Also show the square frame of representing detector electronics 126 and combustion control system 128 among Fig. 1.According to an exemplary embodiment, detector electronics 126 can be operated to regulate, amplify, to filter and to handle the signal from optical detector 122,124.Detector electronics 126 also can be provided for the control regulating the diameter of aperture 130 and/or be used to locate camera lens 114.Output signal from detector electronics can be used as the control signal that is used for combustion control system 128.For example, according to one embodiment of present invention, the CH that records is to OH chemiluminescence ratio (CH ^*/ OH ^*) can be used as the feedback in the combustion control system 128, and can provide control dynamically to regulate air-fuel ratio.

Fig. 2 has described the end-view according to the combustion zone of one exemplary embodiment of the present invention and narrow visual field imaging combustion and sensing system 200.For clear, from then on figure has omitted beam splitter 116, second optical detector 124 and first filter 118 and second filter 120.According to an exemplary embodiment, but from the photoemissive part imaging of burner flame 104 to the surface of optical detector 122.In one exemplary embodiment, flame object 208 can be in the plane of delineation 204 places imaging to produce flame image 210.In one exemplary embodiment, the optical detector 122 that is in the plane of delineation 204 can comprise the single sense element with limited sensing area, and therefore, imaging can produce and be incident on the proportional output signal of integration summation of the total luminous energy on the detector to the light radiation on the sensor region.According to the optical imagery theory that is used for thin camera lens, can determine the visual field by the combination of the factor of focal distance f 202, target range 212 and the image distance 214 of the width that comprises the laying of camera lens 114, optical detector 122, camera lens 114.Can be with target range d _o212, image distance d _i214 and the focal distance f of camera lens between general relationship be expressed as 1/d _o+ 1/d _i=1/f.The image amplification can be expressed as M=-d _i/ d _o, wherein minus sign represents that this image puts upside down with respect to optical axis 216.

Fig. 2 has shown exemplary narrow visual field embodiment, and the camera lens 114 that wherein has focal distance f 202 is placed on the exemplary primary importance at the distance plane of delineation 204 image distances 214 places, and the plane of delineation 204 overlaps with the surface of optical detector 122 herein.In this representative configuration, the flame object 208 that is positioned at objective plane 206 places produces flame image 210 at the plane of delineation 204 places.Shown representative configuration also will allow to be incident on the optical detector 122 from the sub-fraction of the light of the burner flame 104 of not imaging, but the major part of the output signal that detector produced will drop on part correlation on the zone of action of detector with imaging flame 210.In one exemplary embodiment of the present invention, detector is adjustable, makes it to move along the plane of delineation, so that can select different burner flames 104 zones for detection.

According to one exemplary embodiment of the present invention, that fix or adjustable aperture (not shown) can be placed near the detector, may be incident on the undesirable part on the optical detector 122 in the restriction flame image 210 in addition.Fixing or adjustable aperture can be parallel to the plane of delineation 204 and move, be used in the burner flame image 210 use detector to carry out the zone of sensing optionally to transmit, thereby provide mobile detector so that can select the alternative in different burner flames 104 zones for detection.According to one exemplary embodiment of the present invention, can in the plane of delineation 204, utilize a plurality of detectors, with survey simultaneously or monitored space on the zone of the burner flame 104 that separates.

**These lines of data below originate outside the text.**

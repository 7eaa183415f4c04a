//! Reward client abstraction.
//!
//! A `RewardClient` talks to the remote account API on behalf of one
//! credential record at a time: claim today's reward, list bound game
//! accounts, and read the monthly reward cycle. The live HTTP implementation
//! lives in [`crate::hoyolab`]; [`StaticRewardClient`] answers from scripted
//! state for tests.

use std::collections::HashMap;
use std::sync::Mutex;

use async_trait::async_trait;

use crate::credential::CredentialRecord;

/// `game_biz` tag of accounts that participate in check-in.
pub const GAME_TITLE: &str = "hk4e_global";

// ──────────────────────────────────────────────
// Outcomes and errors
// ──────────────────────────────────────────────

/// Result of a claim attempt that reached the API successfully.
#[derive(Debug, Clone, Copy, PartialEq, Eq)]
pub enum ClaimOutcome {
    /// This call performed today's claim.
    Claimed,
    /// Today's reward was claimed by an earlier call in the same cycle.
    AlreadyClaimed,
}

/// Errors a reward client can return.
#[derive(Debug, Clone, PartialEq, Eq, thiserror::Error)]
pub enum ClientError {
    /// The session cookies were rejected. Distinguished so the resolver can
    /// name the offending account without retrying the remaining calls.
    #[error("invalid or expired session cookies")]
    InvalidCredentials,

    /// The endpoint answered with a non-success business code.
    #[error("api error (retcode {retcode}): {message}")]
    Api { retcode: i32, message: String },

    /// Network, TLS, decode, or task-join failure.
    #[error("transport error: {message}")]
    Transport { message: String },
}

// ──────────────────────────────────────────────
// Payload records
// ──────────────────────────────────────────────

/// One game account bound to a session.
#[derive(Debug, Clone, PartialEq, Eq)]
pub struct GameAccount {
    pub uid: String,
    pub level: u32,
    pub nickname: String,
    /// Raw region label as the API reports it (e.g. "America Server").
    pub server_name: String,
    /// Title tag; only [`GAME_TITLE`] entries participate in selection.
    pub title: String,
}

/// Position within the current monthly check-in cycle.
#[derive(Debug, Clone, Copy, PartialEq, Eq)]
pub struct RewardCycle {
    pub month: u8,
    /// 1-based day index; indexes the monthly catalog at `signed_days - 1`.
    pub signed_days: u32,
}

/// One entry of the monthly reward catalog.
#[derive(Debug, Clone, PartialEq, Eq)]
pub struct RewardItem {
    pub name: String,
    pub amount: u32,
}

// ──────────────────────────────────────────────
// Trait
// ──────────────────────────────────────────────

/// Client for the remote reward API, one credential record per call.
///
/// All methods are network-bound on the live implementation. Each call
/// authenticates independently, so any of them can fail with
/// [`ClientError::InvalidCredentials`].
#[async_trait]
pub trait RewardClient: Send + Sync {
    /// Attempt today's claim. Request-only: no reward payload is read back.
    async fn attempt_claim(&self, cred: &CredentialRecord) -> Result<ClaimOutcome, ClientError>;

    /// List the game accounts bound to this session.
    async fn game_accounts(&self, cred: &CredentialRecord)
        -> Result<Vec<GameAccount>, ClientError>;

    /// Read the current position in the monthly cycle.
    async fn reward_cycle(&self, cred: &CredentialRecord) -> Result<RewardCycle, ClientError>;

    /// Read the full monthly reward catalog, ordered by cycle day.
    async fn monthly_rewards(&self, cred: &CredentialRecord)
        -> Result<Vec<RewardItem>, ClientError>;
}

// ──────────────────────────────────────────────
// StaticRewardClient
// ──────────────────────────────────────────────

/// Scripted per-account state backing [`StaticRewardClient`].
#[derive(Debug, Clone)]
pub struct StaticAccountState {
    /// When false, every call answers `InvalidCredentials`.
    pub valid: bool,
    /// Whether today's reward was claimed before this run started.
    pub claimed_today: bool,
    /// When true, metadata calls fail with a transport error while the
    /// claim call still works. Models a mid-run network drop.
    pub fail_metadata: bool,
    pub accounts: Vec<GameAccount>,
    pub cycle: RewardCycle,
    pub rewards: Vec<RewardItem>,
}

impl Default for StaticAccountState {
    fn default() -> Self {
        StaticAccountState {
            valid: true,
            claimed_today: false,
            fail_metadata: false,
            accounts: Vec::new(),
            cycle: RewardCycle {
                month: 1,
                signed_days: 1,
            },
            rewards: Vec::new(),
        }
    }
}

/// A reward client that answers from scripted state, keyed by `ltuid`.
///
/// Claim attempts mutate the script: the first claim on an unclaimed
/// account returns [`ClaimOutcome::Claimed`] and marks it claimed, so a
/// second attempt in the same run returns `AlreadyClaimed`. Useful for
/// tests and scenarios where no network is available.
#[derive(Default)]
pub struct StaticRewardClient {
    accounts: Mutex<HashMap<String, StaticAccountState>>,
}

impl StaticRewardClient {
    pub fn new() -> Self {
        StaticRewardClient::default()
    }

    /// Register scripted state for the given `ltuid`.
    pub fn insert(&self, ltuid: &str, state: StaticAccountState) {
        self.accounts
            .lock()
            .unwrap_or_else(|e| e.into_inner())
            .insert(ltuid.to_string(), state);
    }

    fn with_state<T>(
        &self,
        cred: &CredentialRecord,
        f: impl FnOnce(&mut StaticAccountState) -> Result<T, ClientError>,
    ) -> Result<T, ClientError> {
        let mut accounts = self.accounts.lock().unwrap_or_else(|e| e.into_inner());
        let state = accounts
            .get_mut(&cred.ltuid)
            .ok_or(ClientError::InvalidCredentials)?;
        if !state.valid {
            return Err(ClientError::InvalidCredentials);
        }
        f(state)
    }

    fn metadata_guard(state: &StaticAccountState) -> Result<(), ClientError> {
        if state.fail_metadata {
            return Err(ClientError::Transport {
                message: "connection reset by peer".to_string(),
            });
        }
        Ok(())
    }
}

#[async_trait]
impl RewardClient for StaticRewardClient {
    async fn attempt_claim(&self, cred: &CredentialRecord) -> Result<ClaimOutcome, ClientError> {
        self.with_state(cred, |state| {
            if state.claimed_today {
                Ok(ClaimOutcome::AlreadyClaimed)
            } else {
                state.claimed_today = true;
                Ok(ClaimOutcome::Claimed)
            }
        })
    }

    async fn game_accounts(
        &self,
        cred: &CredentialRecord,
    ) -> Result<Vec<GameAccount>, ClientError> {
        self.with_state(cred, |state| {
            Self::metadata_guard(state)?;
            Ok(state.accounts.clone())
        })
    }

    async fn reward_cycle(&self, cred: &CredentialRecord) -> Result<RewardCycle, ClientError> {
        self.with_state(cred, |state| {
            Self::metadata_guard(state)?;
            Ok(state.cycle)
        })
    }

    async fn monthly_rewards(
        &self,
        cred: &CredentialRecord,
    ) -> Result<Vec<RewardItem>, ClientError> {
        self.with_state(cred, |state| {
            Self::metadata_guard(state)?;
            Ok(state.rewards.clone())
        })
    }
}

// ──────────────────────────────────────────────
// Tests
// ──────────────────────────────────────────────
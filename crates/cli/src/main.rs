mod run;
mod schedule;

use std::process;
use std::sync::Arc;

use clap::Parser;

use checkin_core::{ConsoleSink, DiagnosticSink};

/// Daily check-in reward claimer.
#[derive(Parser)]
#[command(
    name = "checkin",
    version,
    about = "Claims the daily check-in reward for every configured account"
)]
struct Cli {
    /// Run a single batch immediately and exit
    #[arg(short, long)]
    once: bool,

    /// Forward each result to the configured chat (BOT_TOKEN, CHAT_ID)
    #[arg(long)]
    notify: bool,

    /// Suppress the report table and diagnostics
    #[arg(long)]
    quiet: bool,
}

fn main() {
    let cli = Cli::parse();
    let sink: Arc<dyn DiagnosticSink> = Arc::new(ConsoleSink::new(cli.quiet));

    let rt = tokio::runtime::Runtime::new().expect("failed to create tokio runtime");

    if cli.once {
        rt.block_on(run::run_once(cli.notify, cli.quiet, &sink));
        return;
    }

    // Scheduled mode: validate the configured run time before the first
    // sleep so a bad TIME fails at startup, not at midnight.
    let raw_time = std::env::var("TIME").unwrap_or_else(|_| String::from("00:00"));
    let run_at = match schedule::parse_run_time(&raw_time) {
        Ok(t) => t,
        Err(_) => {
            sink.log(&format!(
                "'{}' is not a valid run time, use HH:MM or HH:MM:SS",
                raw_time
            ));
            process::exit(1);
        }
    };

    sink.log(&format!("scheduler started, daily batch at {}", raw_time));
    loop {
        let wait = schedule::until_next(run_at, schedule::now());
        std::thread::sleep(wait);
        rt.block_on(run::run_once(cli.notify, cli.quiet, &sink));
    }
}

Fig. 3 has described the end-view according to the combustion zone of one exemplary embodiment of the present invention wide visual field imaging combustion and sensing system 300.For clear, from then on figure has omitted beam splitter 116, second optical detector 124 and first filter 118 and second filter 120.In this graphical representation of exemplary, removable camera lens 114 is positioned to compare with the diagram shown in Fig. 2 the more close optical detector 122 and the plane of delineation 204.The result that camera lens 114 is moved into more close optical detector 122 is that the distance between the plane of delineation 204 and the objective plane 206 can be roughly according to thin camera lens formula 1/d _o+ 1/d _i=1/f increases.Another result that camera lens 114 is moved into more close optical detector 122 is that the size of flame image 210 can be roughly according to magnifying power M=-d _i/ d _oDwindle.Therefore, depend on the geometry of imaging system, the position of camera lens 114 and the area of optical detector 122, be incident on the image that flame image 210 on the optical detector 122 can comprise a plurality of burner flame targets 208.Therefore, by regulate the position of removable camera lens 114 towards detector, imaging system is optionally collected and the light emission (that is, as shown in Figure 3 wide visual field embodiment) of imaging from a plurality of burner flames 104.On the contrary, by regulate the position of removable camera lens 114 away from detector, imaging system is optionally collected with imaging and is mainly launched (that is narrow visual field embodiment as shown in Figure 2) from the light of single burner flame 104.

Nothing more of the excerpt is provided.